Hier soir, à coup sûr, elle a dû recevoir un bataillon d'amis sans penser au lendemain,
Sans penser à faire venir la femme de ménage après cette réception de merde,
Que maintenant la cuisine est dans cet état. Alors évidemment les fourmis
Reviennent dans la maison, et de ce désastre elle s'en accommode,
Sans jamais ressentir ni dégout, ni honte.

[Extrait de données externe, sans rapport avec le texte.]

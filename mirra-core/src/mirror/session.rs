//! Mirroring session: the lifecycle state machine.
//!
//! A session owns, at most one of each, the capture projection opened from
//! the user's grant, the resolved [`Route`], the [`RenderSurface`] and the
//! [`VirtualDisplayBinding`] between them.
//!
//! # Serialization
//!
//! Every operation that touches those resources runs under one async lock.
//! `stop()` first cancels the in-flight attempt (bounded display wait,
//! presentation readiness, encoder preparation) and the hot-plug watcher,
//! then takes the lock, so it never waits behind a long start. A `start()`
//! supersedes whatever ran before it the same way.
//!
//! # Hot-plug
//!
//! DirectWired sessions run a supervised watcher. Removing the bound display
//! tears down binding and surface and leaves the session Active but paused;
//! the next presentation-capable display to appear is bound with the same
//! capture projection. The hot-plug feed is taken before sink resolution,
//! so a removal racing the start is still seen. A lagged feed re-reads the
//! registry instead.

use std::sync::Arc;
use std::sync::atomic::{AtomicBool, Ordering};

use tokio::sync::{Mutex, watch};
use tokio_util::sync::CancellationToken;
use tracing::{debug, error, info, warn};

use crate::error::{ErrorKind, MirrorError};
use crate::mirror::binding::VirtualDisplayBinding;
use crate::mirror::provision::{RenderSurface, SurfaceProvisioner, guarded};
use crate::mirror::resolver::{Hotplug, HotplugEvents, Route, SinkResolver};
use crate::mirror::settings::{SessionTuning, SettingsAccess};
use crate::mirror::telemetry::FrameCadence;
use crate::mirror::types::{CaptureGrant, ConnectionMode, SessionConfiguration};
use crate::platform::{CapturePlatform, DisplayId, Platform, PlatformError, ScreenCapture};
use crate::state::{SessionPhase, SessionStatus};
use crate::task::Supervisor;

// ── SessionState ─────────────────────────────────────────────────

/// Resources held by a session. Field order is release order on drop.
#[derive(Default)]
struct SessionState {
    binding: Option<VirtualDisplayBinding>,
    surface: Option<RenderSurface>,
    route: Option<Route>,
    projection: Option<Box<dyn ScreenCapture>>,

    phase: SessionPhase,
    config: Option<SessionConfiguration>,
    last_error: Option<(ErrorKind, String)>,
    attempts: u64,
}

impl SessionState {
    /// Release binding and surface, keeping the projection.
    fn release_output(&mut self) {
        if let Some(mut binding) = self.binding.take() {
            binding.release();
        }
        if let Some(mut surface) = self.surface.take() {
            if let Err(e) = surface.release() {
                warn!("teardown fault in render surface: {e}");
            }
        }
        self.route = None;
    }

    /// Release everything. The projection is stopped at most once.
    fn release_all(&mut self) {
        self.release_output();
        if let Some(projection) = self.projection.take() {
            guarded("capture projection", projection.stop());
        }
    }

    fn record_error(&mut self, e: &MirrorError) {
        self.last_error = Some((e.kind(), e.to_string()));
    }

    fn snapshot(&self) -> SessionStatus {
        SessionStatus {
            phase: self.phase.clone(),
            mode: self.config.map(|c| c.connection_mode),
            surface: self.surface.as_ref().map(RenderSurface::kind),
            target: self.route.as_ref().map(|r| r.target().clone()),
            last_error: self.last_error.as_ref().map(|(_, msg)| msg.clone()),
            error_kind: self.last_error.as_ref().map(|(kind, _)| *kind),
            attempts: self.attempts,
        }
    }
}

impl Drop for SessionState {
    fn drop(&mut self) {
        if self.projection.is_some() {
            warn!("mirroring session dropped without stop, releasing resources");
        }
        self.release_all();
    }
}

// ── Shared ───────────────────────────────────────────────────────

struct Shared {
    capture: Arc<dyn CapturePlatform>,
    settings: Arc<dyn SettingsAccess>,
    tuning: SessionTuning,
    resolver: SinkResolver,
    provisioner: SurfaceProvisioner,
    cadence: FrameCadence,
    status: watch::Sender<SessionStatus>,

    /// Cancels the in-flight start, retry or watcher.
    attempt: parking_lot::Mutex<CancellationToken>,
    stop_requested: AtomicBool,
    watcher: parking_lot::Mutex<Option<Supervisor>>,

    state: Mutex<SessionState>,
}

impl Shared {
    fn publish(&self, state: &SessionState) {
        self.status.send_replace(state.snapshot());
    }

    /// Cancel the previous attempt and hand out a token for a new one.
    fn begin_attempt(&self) -> CancellationToken {
        let token = CancellationToken::new();
        let previous = std::mem::replace(&mut *self.attempt.lock(), token.clone());
        previous.cancel();
        self.stop_requested.store(false, Ordering::SeqCst);
        token
    }

    async fn shutdown_watcher(&self) {
        let watcher = self.watcher.lock().take();
        if let Some(watcher) = watcher {
            watcher.shutdown().await;
        }
    }

    fn open_projection(&self, grant: CaptureGrant) -> Result<Box<dyn ScreenCapture>, MirrorError> {
        if !grant.is_approved() {
            return Err(MirrorError::GrantInvalid(
                "screen capture consent was not granted",
            ));
        }
        self.capture.open(grant).map_err(|e| match e {
            PlatformError::PermissionDenied(reason) => {
                warn!("capture projection refused: {reason}");
                MirrorError::GrantInvalid("capture platform refused the grant")
            }
            other => MirrorError::Platform(other),
        })
    }

    /// Resolve, provision and bind.
    async fn attempt(
        &self,
        state: &mut SessionState,
        config: &SessionConfiguration,
        cancel: &CancellationToken,
    ) -> Result<(), MirrorError> {
        let route = self
            .resolver
            .resolve_route(config.connection_mode, self.tuning.display_wait, cancel)
            .await?;
        self.bind_route(state, route, config, cancel).await
    }

    /// Provision a surface for `route` and bind the projection to it.
    async fn bind_route(
        &self,
        state: &mut SessionState,
        route: Route,
        config: &SessionConfiguration,
        cancel: &CancellationToken,
    ) -> Result<(), MirrorError> {
        let projection = state
            .projection
            .as_deref()
            .ok_or(MirrorError::GrantInvalid("capture grant already consumed"))?;

        let surface = self.provisioner.provision(&route, config, cancel).await?;
        if cancel.is_cancelled() {
            // Dropping the unbound surface releases it.
            return Err(MirrorError::Cancelled);
        }
        let binding = VirtualDisplayBinding::bind(projection, &route, &surface, config)?;

        state.binding = Some(binding);
        state.surface = Some(surface);
        state.route = Some(route);
        Ok(())
    }

    /// Apply the outcome of a start or retry attempt to the phase.
    fn settle(
        self: &Arc<Self>,
        state: &mut SessionState,
        cancel: &CancellationToken,
        events: HotplugEvents,
        outcome: Result<(), MirrorError>,
    ) -> Result<(), MirrorError> {
        match outcome {
            Ok(()) => {
                state.phase.activate()?;
                self.cadence.reset();
                if let (Some(route), Some(surface)) = (&state.route, &state.surface) {
                    info!(
                        mode = %route.mode(),
                        surface = %surface.kind(),
                        target = %route.target().describe(),
                        "mirroring session active"
                    );
                }
                if matches!(state.route, Some(Route::Direct { .. })) {
                    self.spawn_watcher(cancel, events);
                }
                self.publish(state);
                Ok(())
            }
            Err(MirrorError::Cancelled) => {
                // Whoever cancelled tears the attempt down.
                info!("session start cancelled");
                Err(MirrorError::Cancelled)
            }
            Err(e) => {
                error!(kind = ?e.kind(), "mirroring session failed: {e}");
                state.record_error(&e);
                state.phase.fail(e.to_string())?;
                self.publish(state);
                Err(e)
            }
        }
    }

    /// Walk Starting/Active/Failed down to Idle, releasing everything.
    fn teardown(&self, state: &mut SessionState) {
        if let Err(e) = state.phase.begin_stop() {
            warn!("{e}");
        }
        self.publish(state);

        state.release_all();
        self.cadence.reset();
        state.last_error = None;

        if state.phase.finish_stop().is_err() {
            state.phase.force_idle();
        }
        info!("mirroring session stopped");
        self.publish(state);
    }

    // ── Hot-plug ─────────────────────────────────────────────────

    fn spawn_watcher(self: &Arc<Self>, cancel: &CancellationToken, mut events: HotplugEvents) {
        let mut supervisor = Supervisor::new(cancel.child_token());
        let shared = Arc::clone(self);
        supervisor.spawn("hotplug-watcher", move |token| async move {
            loop {
                let event = tokio::select! {
                    _ = token.cancelled() => break,
                    event = events.next() => event,
                };
                let Some(event) = event else { break };
                shared.on_hotplug(event, &token).await;
            }
            Ok(())
        });
        *self.watcher.lock() = Some(supervisor);
    }

    async fn on_hotplug(&self, event: Hotplug, cancel: &CancellationToken) {
        let mut state = tokio::select! {
            _ = cancel.cancelled() => return,
            state = self.state.lock() => state,
        };
        if self.stop_requested.load(Ordering::SeqCst) || cancel.is_cancelled() {
            debug!(?event, "hot-plug ignored, stop requested");
            return;
        }
        if !state.phase.is_active() {
            return;
        }
        match event {
            Hotplug::Removed(id) => self.on_display_removed(&mut state, id),
            Hotplug::Added(id) => {
                if !state.phase.is_paused() {
                    debug!(display_id = id, "display added while bound, ignored");
                    return;
                }
                self.rebind(&mut state, cancel).await;
            }
            Hotplug::Resync => self.resync(&mut state, cancel).await,
        }
    }

    /// Compare the registry against the bound route after missed events.
    async fn resync(&self, state: &mut SessionState, cancel: &CancellationToken) {
        let bound = match &state.route {
            Some(Route::Direct { display }) => display.display_id,
            _ => None,
        };
        if let Some(id) = bound.filter(|id| !self.resolver.is_connected(*id)) {
            self.on_display_removed(state, id);
        }
        if state.phase.is_paused() {
            self.rebind(state, cancel).await;
        }
    }

    fn on_display_removed(&self, state: &mut SessionState, id: DisplayId) {
        let bound = matches!(
            &state.route,
            Some(Route::Direct { display }) if display.display_id == Some(id)
        );
        if !bound {
            debug!(display_id = id, "unrelated display removed");
            return;
        }
        info!(display_id = id, "external display removed, session paused");
        state.release_output();
        self.cadence.reset();
        if let Err(e) = state.phase.pause() {
            warn!("{e}");
        }
        self.publish(state);
    }

    /// Bind a paused session to the first presentation display available.
    async fn rebind(&self, state: &mut SessionState, cancel: &CancellationToken) {
        let Some(config) = state.config else { return };
        let Some(sink) = self.resolver.resolve(ConnectionMode::DirectWired) else {
            debug!("no presentation sink to rebind to");
            return;
        };

        let sink_name = sink.describe();
        info!(target = %sink_name, "external display added, rebinding");
        state.last_error = None;
        match self
            .bind_route(state, Route::Direct { display: sink }, &config, cancel)
            .await
        {
            Ok(()) => {
                if let Err(e) = state.phase.resume() {
                    warn!("{e}");
                }
                self.cadence.reset();
                info!("mirroring resumed on new display");
            }
            Err(MirrorError::Cancelled) => debug!("rebind cancelled"),
            Err(e) => {
                error!(kind = ?e.kind(), "rebind failed, awaiting next display: {e}");
                state.record_error(&e);
            }
        }
        self.publish(state);
    }
}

Je lui demande si ce décor cauchemardesque ne va pas le faire débander
Lorsque devant la propriétaire des lieux il devra montrer pattes blanches,
Et lui de me répondre : " Pourquoi, il n'y a pas de raison ? ". Rien,
Absolument rien ne peut venir à bout de ce bout de chair de mon corps
Avec lequel je suis né et avec qui je mourrai sauf accident fortuit.
Je continue ma route dans ce couloir d'appartement que je connais comme ma poche,
Me dirige vers la porte de la chambre de madame,
Mais je suis arrêté par une voix enfantine frêle, chantante, c'est à l'évidence mon fils,
Je frappe et entre dans cette pièce inondée de soleil. Je laisse en berne
L'espoir de mon autre moi, toujours à me dire ce qu'il faut faire en fonction
De ses besoins orgasmiques. Mon gamin est là, seul, nu, debout,
Accroché à son lit de gosse à barreaux, il a l'air bien propre,
Fausta a dû s'en occuper ce matin et aller se recoucher tranquillement ensuite.